◆ Activity
Please repeat all of the records, keeping every word unchanged.

◆ Material for the task

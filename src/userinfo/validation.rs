//! Record validation.
//!
//! The rules are declared as a schema: one rule function per field, evaluated
//! in field order. A rule returns the first failure for its field, so a record
//! yields at most one error per field.
//!
//! - name: required (blank after trimming fails)
//! - age: required; must be a whole number of at least 1
//! - email: required; must look like `local@domain.tld`
//! - phone: required; digits only
//!
//! Failures are data, not Rust errors. The form shows them next to the field
//! and refuses to submit while any remain.

use crate::model::{Field, Record};
use once_cell::sync::Lazy;
use regex::Regex;
use serde::ser::SerializeMap;
use serde::{Serialize, Serializer};
use std::collections::BTreeMap;
use std::fmt;

static EMAIL_RE: Lazy<Regex> = Lazy::new(|| {
    Regex::new(r"^[^\s@]+@[^\s@.]+(\.[^\s@.]+)+$").expect("valid email regex")
});

/// Why a field was rejected.
#[derive(Debug, Clone, Copy, PartialEq, Eq, Serialize)]
#[serde(rename_all = "lowercase")]
pub enum FieldError {
    /// The field is empty.
    Required,
    /// The value is not a whole number in range.
    Range,
    /// The value does not have the expected shape.
    Format,
}

impl FieldError {
    /// The message shown next to `field` for this failure.
    pub fn message(self, field: Field) -> &'static str {
        match (field, self) {
            (Field::Name, _) => "Name is required",
            (Field::Age, FieldError::Required) => "Age is required",
            (Field::Age, _) => "Age must be a positive whole number",
            (Field::Email, FieldError::Required) => "Email is required",
            (Field::Email, _) => "Enter a valid email address",
            (Field::Phone, FieldError::Required) => "Phone is required",
            (Field::Phone, _) => "Phone must contain digits only",
        }
    }
}

impl fmt::Display for FieldError {
    fn fmt(&self, f: &mut fmt::Formatter<'_>) -> fmt::Result {
        match self {
            FieldError::Required => write!(f, "required"),
            FieldError::Range => write!(f, "out of range"),
            FieldError::Format => write!(f, "invalid format"),
        }
    }
}

/// Field-keyed validation failures. Empty means the record is valid.
#[derive(Debug, Clone, Default, PartialEq, Eq)]
pub struct ValidationErrors {
    errors: BTreeMap<Field, FieldError>,
}

impl ValidationErrors {
    pub fn new() -> Self {
        Self::default()
    }

    pub fn insert(&mut self, field: Field, error: FieldError) {
        self.errors.insert(field, error);
    }

    pub fn get(&self, field: Field) -> Option<FieldError> {
        self.errors.get(&field).copied()
    }

    /// Display message for `field`, if it failed.
    pub fn message(&self, field: Field) -> Option<&'static str> {
        self.get(field).map(|e| e.message(field))
    }

    pub fn remove(&mut self, field: Field) {
        self.errors.remove(&field);
    }

    pub fn is_empty(&self) -> bool {
        self.errors.is_empty()
    }

    pub fn len(&self) -> usize {
        self.errors.len()
    }

    /// Failures in field order.
    pub fn iter(&self) -> impl Iterator<Item = (Field, FieldError)> + '_ {
        self.errors.iter().map(|(f, e)| (*f, *e))
    }

    /// Keeps only the failures for which `keep` returns true.
    pub fn retain(&mut self, mut keep: impl FnMut(Field) -> bool) {
        self.errors.retain(|field, _| keep(*field));
    }
}

impl fmt::Display for ValidationErrors {
    fn fmt(&self, f: &mut fmt::Formatter<'_>) -> fmt::Result {
        let messages: Vec<&str> = self.iter().map(|(field, e)| e.message(field)).collect();
        write!(f, "{}", messages.join("; "))
    }
}

impl Serialize for ValidationErrors {
    fn serialize<S: Serializer>(&self, serializer: S) -> Result<S::Ok, S::Error> {
        let mut map = serializer.serialize_map(Some(self.errors.len()))?;
        for (field, error) in self.iter() {
            map.serialize_entry(field.as_str(), error.message(field))?;
        }
        map.end()
    }
}

type Rule = fn(&str) -> Result<(), FieldError>;

const SCHEMA: [(Field, Rule); 4] = [
    (Field::Name, name_rule),
    (Field::Age, age_rule),
    (Field::Email, email_rule),
    (Field::Phone, phone_rule),
];

/// Validates a whole record against the schema.
///
/// # Examples
/// ```
/// use userinfo::model::{Field, Record};
/// use userinfo::validation::{validate, FieldError};
///
/// assert!(validate(&Record::new("Ann", "30", "a@b.com", "123")).is_empty());
///
/// let errors = validate(&Record::new("Ann", "30", "bad-email", "123"));
/// assert_eq!(errors.len(), 1);
/// assert_eq!(errors.get(Field::Email), Some(FieldError::Format));
/// ```
pub fn validate(record: &Record) -> ValidationErrors {
    let mut errors = ValidationErrors::new();
    for (field, rule) in SCHEMA {
        if let Err(e) = rule(record.get(field)) {
            errors.insert(field, e);
        }
    }
    errors
}

/// Runs the rule for a single field.
pub fn validate_field(field: Field, value: &str) -> Option<FieldError> {
    SCHEMA
        .iter()
        .find(|(f, _)| *f == field)
        .and_then(|(_, rule)| rule(value).err())
}

fn required(value: &str) -> Result<(), FieldError> {
    if value.trim().is_empty() {
        Err(FieldError::Required)
    } else {
        Ok(())
    }
}

fn name_rule(value: &str) -> Result<(), FieldError> {
    required(value)
}

fn age_rule(value: &str) -> Result<(), FieldError> {
    required(value)?;
    match value.trim().parse::<i64>() {
        Ok(age) if age >= 1 => Ok(()),
        _ => Err(FieldError::Range),
    }
}

fn email_rule(value: &str) -> Result<(), FieldError> {
    required(value)?;
    if EMAIL_RE.is_match(value) {
        Ok(())
    } else {
        Err(FieldError::Format)
    }
}

fn phone_rule(value: &str) -> Result<(), FieldError> {
    required(value)?;
    if value.chars().all(|c| c.is_ascii_digit()) {
        Ok(())
    } else {
        Err(FieldError::Format)
    }
}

◆ Answer section
filename src/userinfo/validation.rs
//! Record validation.
//!
//! The rules are declared as a schema: one rule function per field, evaluated
//! in field order. A rule returns the first failure for its field, so a record
//! yields at most one error per field.
//!
//! - name: required (blank after trimming fails)
//! - age: required; must be a whole number of at least 1
//! - email: required; must look like `local@domain.tld`
//! - phone: required; digits only
//!
//! Failures are data, not Rust errors. The form shows them next to the field
//! and refuses to submit while any remain.

use crate::model::{Field, Record};
use once_cell::sync::Lazy;
use regex::Regex;
use serde::ser::SerializeMap;
use serde::{Serialize, Serializer};
use std::collections::BTreeMap;
use std::fmt;

static EMAIL_RE: Lazy<Regex> = Lazy::new(|| {
    Regex::new(r"^[^\s@]+@[^\s@.]+(\.[^\s@.]+)+$").expect("valid email regex")
});

/// Why a field was rejected.
#[derive(Debug, Clone, Copy, PartialEq, Eq, Serialize)]
#[serde(rename_all = "lowercase")]
pub enum FieldError {
    /// The field is empty.
    Required,
    /// The value is not a whole number in range.
    Range,
    /// The value does not have the expected shape.
    Format,
}

impl FieldError {
    /// The message shown next to `field` for this failure.
    pub fn message(self, field: Field) -> &'static str {
        match (field, self) {
            (Field::Name, _) => "Name is required",
            (Field::Age, FieldError::Required) => "Age is required",
            (Field::Age, _) => "Age must be a positive whole number",
            (Field::Email, FieldError::Required) => "Email is required",
            (Field::Email, _) => "Enter a valid email address",
            (Field::Phone, FieldError::Required) => "Phone is required",
            (Field::Phone, _) => "Phone must contain digits only",
        }
    }
}

impl fmt::Display for FieldError {
    fn fmt(&self, f: &mut fmt::Formatter<'_>) -> fmt::Result {
        match self {
            FieldError::Required => write!(f, "required"),
            FieldError::Range => write!(f, "out of range"),
            FieldError::Format => write!(f, "invalid format"),
        }
    }
}

/// Field-keyed validation failures. Empty means the record is valid.
#[derive(Debug, Clone, Default, PartialEq, Eq)]
pub struct ValidationErrors {
    errors: BTreeMap<Field, FieldError>,
}

impl ValidationErrors {
    pub fn new() -> Self {
        Self::default()
    }

    pub fn insert(&mut self, field: Field, error: FieldError) {
        self.errors.insert(field, error);
    }

    pub fn get(&self, field: Field) -> Option<FieldError> {
        self.errors.get(&field).copied()
    }

    /// Display message for `field`, if it failed.
    pub fn message(&self, field: Field) -> Option<&'static str> {
        self.get(field).map(|e| e.message(field))
    }

    pub fn remove(&mut self, field: Field) {
        self.errors.remove(&field);
    }

    pub fn is_empty(&self) -> bool {
        self.errors.is_empty()
    }

    pub fn len(&self) -> usize {
        self.errors.len()
    }

    /// Failures in field order.
    pub fn iter(&self) -> impl Iterator<Item = (Field, FieldError)> + '_ {
        self.errors.iter().map(|(f, e)| (*f, *e))
    }

    /// Keeps only the failures for which `keep` returns true.
    pub fn retain(&mut self, mut keep: impl FnMut(Field) -> bool) {
        self.errors.retain(|field, _| keep(*field));
    }
}

impl fmt::Display for ValidationErrors {
    fn fmt(&self, f: &mut fmt::Formatter<'_>) -> fmt::Result {
        let messages: Vec<&str> = self.iter().map(|(field, e)| e.message(field)).collect();
        write!(f, "{}", messages.join("; "))
    }
}

impl Serialize for ValidationErrors {
    fn serialize<S: Serializer>(&self, serializer: S) -> Result<S::Ok, S::Error> {
        let mut map = serializer.serialize_map(Some(self.errors.len()))?;
        for (field, error) in self.iter() {
            map.serialize_entry(field.as_str(), error.message(field))?;
        }
        map.end()
    }
}

type Rule = fn(&str) -> Result<(), FieldError>;

const SCHEMA: [(Field, Rule); 4] = [
    (Field::Name, name_rule),
    (Field::Age, age_rule),
    (Field::Email, email_rule),
    (Field::Phone, phone_rule),
];

/// Validates a whole record against the schema.
///
/// # Examples
/// ```
/// use userinfo::model::{Field, Record};
/// use userinfo::validation::{validate, FieldError};
///
/// assert!(validate(&Record::new("Ann", "30", "a@b.com", "123")).is_empty());
///
/// let errors = validate(&Record::new("Ann", "30", "bad-email", "123"));
/// assert_eq!(errors.len(), 1);
/// assert_eq!(errors.get(Field::Email), Some(FieldError::Format));
/// ```
pub fn validate(record: &Record) -> ValidationErrors {
    let mut errors = ValidationErrors::new();
    for (field, rule) in SCHEMA {
        if let Err(e) = rule(record.get(field)) {
            errors.insert(field, e);
        }
    }
    errors
}

/// Runs the rule for a single field.
pub fn validate_field(field: Field, value: &str) -> Option<FieldError> {
    SCHEMA
        .iter()
        .find(|(f, _)| *f == field)
        .and_then(|(_, rule)| rule(value).err())
}

fn required(value: &str) -> Result<(), FieldError> {
    if value.trim().is_empty() {
        Err(FieldError::Required)
    } else {
        Ok(())
    }
}

fn name_rule(value: &str) -> Result<(), FieldError> {
    required(value)
}

fn age_rule(value: &str) -> Result<(), FieldError> {
    required(value)?;
    match value.trim().parse::<i64>() {
        Ok(age) if age >= 1 => Ok(()),
        _ => Err(FieldError::Range),
    }
}

fn email_rule(value: &str) -> Result<(), FieldError> {
    required(value)?;
    if EMAIL_RE.is_match(value) {
        Ok(())
    } else {
        Err(FieldError::Format)
    }
}

fn phone_rule(value: &str) -> Result<(), FieldError> {
    required(value)?;
    if value.chars().all(|c| c.is_ascii_digit()) {
        Ok(())
    } else {
        Err(FieldError::Format)
    }
}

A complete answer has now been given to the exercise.